### [Task objective]
Every line below that holds the string "format" should be copied.

········

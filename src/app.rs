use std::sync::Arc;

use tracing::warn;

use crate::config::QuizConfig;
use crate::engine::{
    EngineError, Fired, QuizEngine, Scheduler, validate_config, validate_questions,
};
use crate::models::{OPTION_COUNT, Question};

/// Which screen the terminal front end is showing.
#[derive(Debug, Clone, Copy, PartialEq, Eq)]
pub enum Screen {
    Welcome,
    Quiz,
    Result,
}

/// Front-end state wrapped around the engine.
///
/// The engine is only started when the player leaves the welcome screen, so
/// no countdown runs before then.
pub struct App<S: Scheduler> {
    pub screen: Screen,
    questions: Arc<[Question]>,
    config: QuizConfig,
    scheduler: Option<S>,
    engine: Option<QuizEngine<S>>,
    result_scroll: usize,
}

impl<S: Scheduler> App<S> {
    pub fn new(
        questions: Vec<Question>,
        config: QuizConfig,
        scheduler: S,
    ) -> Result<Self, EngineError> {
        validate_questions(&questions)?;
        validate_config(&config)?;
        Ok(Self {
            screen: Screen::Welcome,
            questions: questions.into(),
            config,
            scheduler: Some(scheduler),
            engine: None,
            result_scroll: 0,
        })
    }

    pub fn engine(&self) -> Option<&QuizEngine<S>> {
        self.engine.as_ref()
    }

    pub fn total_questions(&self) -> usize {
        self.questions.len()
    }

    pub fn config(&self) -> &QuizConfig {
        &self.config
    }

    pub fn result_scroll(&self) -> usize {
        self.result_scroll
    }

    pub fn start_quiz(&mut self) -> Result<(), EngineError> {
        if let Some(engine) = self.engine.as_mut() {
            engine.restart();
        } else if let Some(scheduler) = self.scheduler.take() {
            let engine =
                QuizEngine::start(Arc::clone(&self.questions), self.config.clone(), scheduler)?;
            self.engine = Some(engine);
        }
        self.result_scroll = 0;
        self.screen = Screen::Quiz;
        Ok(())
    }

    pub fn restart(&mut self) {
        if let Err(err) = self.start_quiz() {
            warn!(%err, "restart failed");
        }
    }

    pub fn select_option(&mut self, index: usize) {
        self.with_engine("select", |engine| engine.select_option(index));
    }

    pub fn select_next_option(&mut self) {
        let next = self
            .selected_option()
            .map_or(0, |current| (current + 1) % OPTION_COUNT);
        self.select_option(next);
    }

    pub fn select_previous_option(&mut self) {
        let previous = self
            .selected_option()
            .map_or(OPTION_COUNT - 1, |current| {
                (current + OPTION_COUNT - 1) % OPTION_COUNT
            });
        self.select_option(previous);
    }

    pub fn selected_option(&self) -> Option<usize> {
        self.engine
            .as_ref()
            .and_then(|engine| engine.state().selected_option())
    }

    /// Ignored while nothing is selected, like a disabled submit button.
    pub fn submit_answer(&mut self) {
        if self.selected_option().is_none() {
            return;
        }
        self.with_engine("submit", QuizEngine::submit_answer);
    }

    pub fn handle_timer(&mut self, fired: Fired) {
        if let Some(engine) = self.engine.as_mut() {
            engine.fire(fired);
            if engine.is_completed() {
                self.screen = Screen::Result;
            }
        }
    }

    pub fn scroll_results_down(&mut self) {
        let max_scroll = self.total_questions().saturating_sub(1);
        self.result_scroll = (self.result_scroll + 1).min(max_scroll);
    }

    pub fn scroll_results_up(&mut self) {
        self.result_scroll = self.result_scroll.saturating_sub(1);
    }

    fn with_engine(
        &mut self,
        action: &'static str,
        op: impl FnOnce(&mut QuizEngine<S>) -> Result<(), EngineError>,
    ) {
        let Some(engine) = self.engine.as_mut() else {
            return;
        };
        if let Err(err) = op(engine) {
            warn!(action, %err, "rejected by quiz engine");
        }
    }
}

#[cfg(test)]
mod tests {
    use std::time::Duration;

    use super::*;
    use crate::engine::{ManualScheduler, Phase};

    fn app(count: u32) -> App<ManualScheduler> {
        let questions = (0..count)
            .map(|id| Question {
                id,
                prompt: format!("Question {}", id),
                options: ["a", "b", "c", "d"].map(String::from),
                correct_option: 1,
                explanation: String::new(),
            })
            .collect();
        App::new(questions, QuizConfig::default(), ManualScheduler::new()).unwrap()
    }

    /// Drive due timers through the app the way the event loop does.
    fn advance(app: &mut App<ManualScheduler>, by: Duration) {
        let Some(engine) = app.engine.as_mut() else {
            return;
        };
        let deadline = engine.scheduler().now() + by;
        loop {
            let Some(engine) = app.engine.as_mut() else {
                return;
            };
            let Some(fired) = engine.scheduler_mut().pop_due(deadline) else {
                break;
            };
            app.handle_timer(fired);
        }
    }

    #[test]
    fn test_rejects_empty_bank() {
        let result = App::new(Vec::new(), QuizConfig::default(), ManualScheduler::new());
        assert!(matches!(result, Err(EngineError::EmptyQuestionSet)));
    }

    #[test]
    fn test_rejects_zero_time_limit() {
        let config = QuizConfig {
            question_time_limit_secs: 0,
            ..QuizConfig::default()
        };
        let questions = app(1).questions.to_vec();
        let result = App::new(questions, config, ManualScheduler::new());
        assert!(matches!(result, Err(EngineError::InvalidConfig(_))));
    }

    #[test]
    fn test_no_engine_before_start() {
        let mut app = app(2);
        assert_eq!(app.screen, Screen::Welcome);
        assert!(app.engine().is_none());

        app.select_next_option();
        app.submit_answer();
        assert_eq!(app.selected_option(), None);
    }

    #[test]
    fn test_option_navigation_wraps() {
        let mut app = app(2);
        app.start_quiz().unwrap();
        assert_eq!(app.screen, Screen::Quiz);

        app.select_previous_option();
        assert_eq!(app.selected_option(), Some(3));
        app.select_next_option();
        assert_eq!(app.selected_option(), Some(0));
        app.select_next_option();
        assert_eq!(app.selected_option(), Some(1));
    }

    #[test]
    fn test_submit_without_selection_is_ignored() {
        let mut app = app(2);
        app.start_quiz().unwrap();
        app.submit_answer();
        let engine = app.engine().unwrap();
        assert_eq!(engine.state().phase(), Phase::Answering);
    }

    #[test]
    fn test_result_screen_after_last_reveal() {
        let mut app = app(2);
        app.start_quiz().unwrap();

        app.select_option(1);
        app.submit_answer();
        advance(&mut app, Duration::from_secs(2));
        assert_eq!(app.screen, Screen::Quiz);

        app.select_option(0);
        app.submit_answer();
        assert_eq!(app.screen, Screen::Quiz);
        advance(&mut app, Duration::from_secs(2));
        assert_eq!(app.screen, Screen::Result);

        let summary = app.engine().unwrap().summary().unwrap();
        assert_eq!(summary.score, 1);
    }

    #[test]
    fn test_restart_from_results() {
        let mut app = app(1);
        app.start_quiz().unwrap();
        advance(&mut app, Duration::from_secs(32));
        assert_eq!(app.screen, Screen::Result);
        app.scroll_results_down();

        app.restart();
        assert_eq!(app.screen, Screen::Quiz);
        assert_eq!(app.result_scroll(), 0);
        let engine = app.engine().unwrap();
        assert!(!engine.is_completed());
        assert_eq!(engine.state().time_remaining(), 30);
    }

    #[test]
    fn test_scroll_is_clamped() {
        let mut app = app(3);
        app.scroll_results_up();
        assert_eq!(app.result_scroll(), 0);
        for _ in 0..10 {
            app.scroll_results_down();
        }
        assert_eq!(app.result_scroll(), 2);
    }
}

········

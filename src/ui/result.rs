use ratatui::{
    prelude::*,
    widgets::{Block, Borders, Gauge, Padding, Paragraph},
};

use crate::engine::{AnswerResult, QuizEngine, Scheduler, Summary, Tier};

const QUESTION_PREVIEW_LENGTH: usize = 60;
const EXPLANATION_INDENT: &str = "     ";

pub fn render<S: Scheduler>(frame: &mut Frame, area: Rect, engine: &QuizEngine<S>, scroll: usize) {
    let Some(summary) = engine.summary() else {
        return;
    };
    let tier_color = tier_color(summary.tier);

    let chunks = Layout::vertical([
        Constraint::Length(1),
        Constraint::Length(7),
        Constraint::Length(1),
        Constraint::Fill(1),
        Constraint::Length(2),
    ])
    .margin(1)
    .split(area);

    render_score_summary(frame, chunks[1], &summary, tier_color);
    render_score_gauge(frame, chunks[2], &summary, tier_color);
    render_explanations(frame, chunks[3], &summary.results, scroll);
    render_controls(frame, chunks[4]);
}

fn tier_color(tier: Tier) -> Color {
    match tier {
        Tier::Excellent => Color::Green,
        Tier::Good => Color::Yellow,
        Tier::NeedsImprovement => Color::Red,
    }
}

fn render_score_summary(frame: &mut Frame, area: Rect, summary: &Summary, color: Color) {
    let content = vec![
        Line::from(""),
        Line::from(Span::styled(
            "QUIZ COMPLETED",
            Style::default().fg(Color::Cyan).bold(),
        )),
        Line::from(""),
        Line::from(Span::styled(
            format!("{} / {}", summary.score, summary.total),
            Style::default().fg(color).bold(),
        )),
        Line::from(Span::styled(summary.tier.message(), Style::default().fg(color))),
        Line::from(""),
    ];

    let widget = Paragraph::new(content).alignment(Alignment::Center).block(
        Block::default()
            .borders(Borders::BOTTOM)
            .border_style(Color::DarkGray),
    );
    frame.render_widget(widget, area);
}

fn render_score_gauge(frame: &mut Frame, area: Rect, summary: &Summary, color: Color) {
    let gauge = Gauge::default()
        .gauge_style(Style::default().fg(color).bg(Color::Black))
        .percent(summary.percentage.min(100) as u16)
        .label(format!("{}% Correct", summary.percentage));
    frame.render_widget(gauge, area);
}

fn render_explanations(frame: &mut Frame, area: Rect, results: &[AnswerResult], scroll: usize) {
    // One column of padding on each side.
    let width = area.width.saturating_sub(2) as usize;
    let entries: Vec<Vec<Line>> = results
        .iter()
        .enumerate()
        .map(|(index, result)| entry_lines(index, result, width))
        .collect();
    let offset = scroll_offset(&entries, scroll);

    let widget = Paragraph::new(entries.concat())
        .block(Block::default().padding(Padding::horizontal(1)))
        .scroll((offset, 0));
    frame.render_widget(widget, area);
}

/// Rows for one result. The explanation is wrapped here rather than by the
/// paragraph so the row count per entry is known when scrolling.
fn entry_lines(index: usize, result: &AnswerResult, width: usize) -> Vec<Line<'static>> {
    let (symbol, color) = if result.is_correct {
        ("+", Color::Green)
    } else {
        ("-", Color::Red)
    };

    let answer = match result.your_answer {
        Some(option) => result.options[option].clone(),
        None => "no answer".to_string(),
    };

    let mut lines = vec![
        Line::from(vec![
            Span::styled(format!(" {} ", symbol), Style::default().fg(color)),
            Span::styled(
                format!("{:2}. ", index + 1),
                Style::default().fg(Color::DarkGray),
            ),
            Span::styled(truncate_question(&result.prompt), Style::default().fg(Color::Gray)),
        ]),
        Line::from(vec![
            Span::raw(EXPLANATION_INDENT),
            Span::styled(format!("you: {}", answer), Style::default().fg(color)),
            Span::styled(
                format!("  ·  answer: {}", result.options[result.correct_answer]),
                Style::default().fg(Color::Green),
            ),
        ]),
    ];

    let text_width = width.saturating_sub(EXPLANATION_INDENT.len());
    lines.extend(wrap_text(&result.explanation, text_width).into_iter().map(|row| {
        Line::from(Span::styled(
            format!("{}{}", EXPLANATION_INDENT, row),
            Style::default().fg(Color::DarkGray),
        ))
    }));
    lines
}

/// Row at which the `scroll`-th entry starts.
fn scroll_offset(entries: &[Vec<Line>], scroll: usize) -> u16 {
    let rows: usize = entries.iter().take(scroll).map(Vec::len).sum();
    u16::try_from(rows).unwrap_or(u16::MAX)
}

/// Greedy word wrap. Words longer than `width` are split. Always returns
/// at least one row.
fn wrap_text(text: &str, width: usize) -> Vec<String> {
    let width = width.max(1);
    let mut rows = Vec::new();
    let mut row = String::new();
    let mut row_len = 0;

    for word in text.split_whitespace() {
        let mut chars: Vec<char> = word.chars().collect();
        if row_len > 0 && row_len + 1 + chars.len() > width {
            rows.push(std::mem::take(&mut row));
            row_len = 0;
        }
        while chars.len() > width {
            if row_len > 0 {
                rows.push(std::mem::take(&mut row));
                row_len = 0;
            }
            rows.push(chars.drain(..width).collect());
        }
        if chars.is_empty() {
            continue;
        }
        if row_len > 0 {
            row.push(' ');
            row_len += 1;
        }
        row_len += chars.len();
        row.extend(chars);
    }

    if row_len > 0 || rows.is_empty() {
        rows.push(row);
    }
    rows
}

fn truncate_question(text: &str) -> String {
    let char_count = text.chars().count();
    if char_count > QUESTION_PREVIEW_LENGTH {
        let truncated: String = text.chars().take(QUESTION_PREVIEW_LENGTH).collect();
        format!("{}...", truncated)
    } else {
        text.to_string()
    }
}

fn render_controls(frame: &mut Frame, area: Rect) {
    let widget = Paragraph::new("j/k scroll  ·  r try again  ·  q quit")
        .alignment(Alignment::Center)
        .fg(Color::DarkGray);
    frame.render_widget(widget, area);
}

········

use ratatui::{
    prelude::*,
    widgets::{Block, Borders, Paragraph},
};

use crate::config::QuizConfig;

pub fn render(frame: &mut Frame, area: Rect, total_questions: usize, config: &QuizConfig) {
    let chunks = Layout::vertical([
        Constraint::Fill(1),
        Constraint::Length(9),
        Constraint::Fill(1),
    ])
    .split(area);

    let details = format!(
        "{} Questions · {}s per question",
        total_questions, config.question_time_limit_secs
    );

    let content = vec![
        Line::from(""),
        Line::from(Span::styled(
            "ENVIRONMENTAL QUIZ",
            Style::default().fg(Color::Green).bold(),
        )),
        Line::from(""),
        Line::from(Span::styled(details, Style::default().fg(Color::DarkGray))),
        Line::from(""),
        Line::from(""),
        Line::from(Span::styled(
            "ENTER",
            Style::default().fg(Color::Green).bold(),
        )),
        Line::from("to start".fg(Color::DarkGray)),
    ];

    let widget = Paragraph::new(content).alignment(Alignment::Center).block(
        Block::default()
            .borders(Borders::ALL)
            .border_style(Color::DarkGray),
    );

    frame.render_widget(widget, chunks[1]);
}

········

### [Task solution]
                prompt: format!("Question {}", id),
            format!("{} / {}", summary.score, summary.total),
        .label(format!("{}% Correct", summary.percentage));
            Span::styled(format!(" {} ", symbol), Style::default().fg(color)),
                format!("{:2}. ", index + 1),
            Span::styled(format!("you: {}", answer), Style::default().fg(color)),
                format!("  ·  answer: {}", result.options[result.correct_answer]),
            format!("{}{}", EXPLANATION_INDENT, row),
        format!("{}...", truncated)
    let details = format!(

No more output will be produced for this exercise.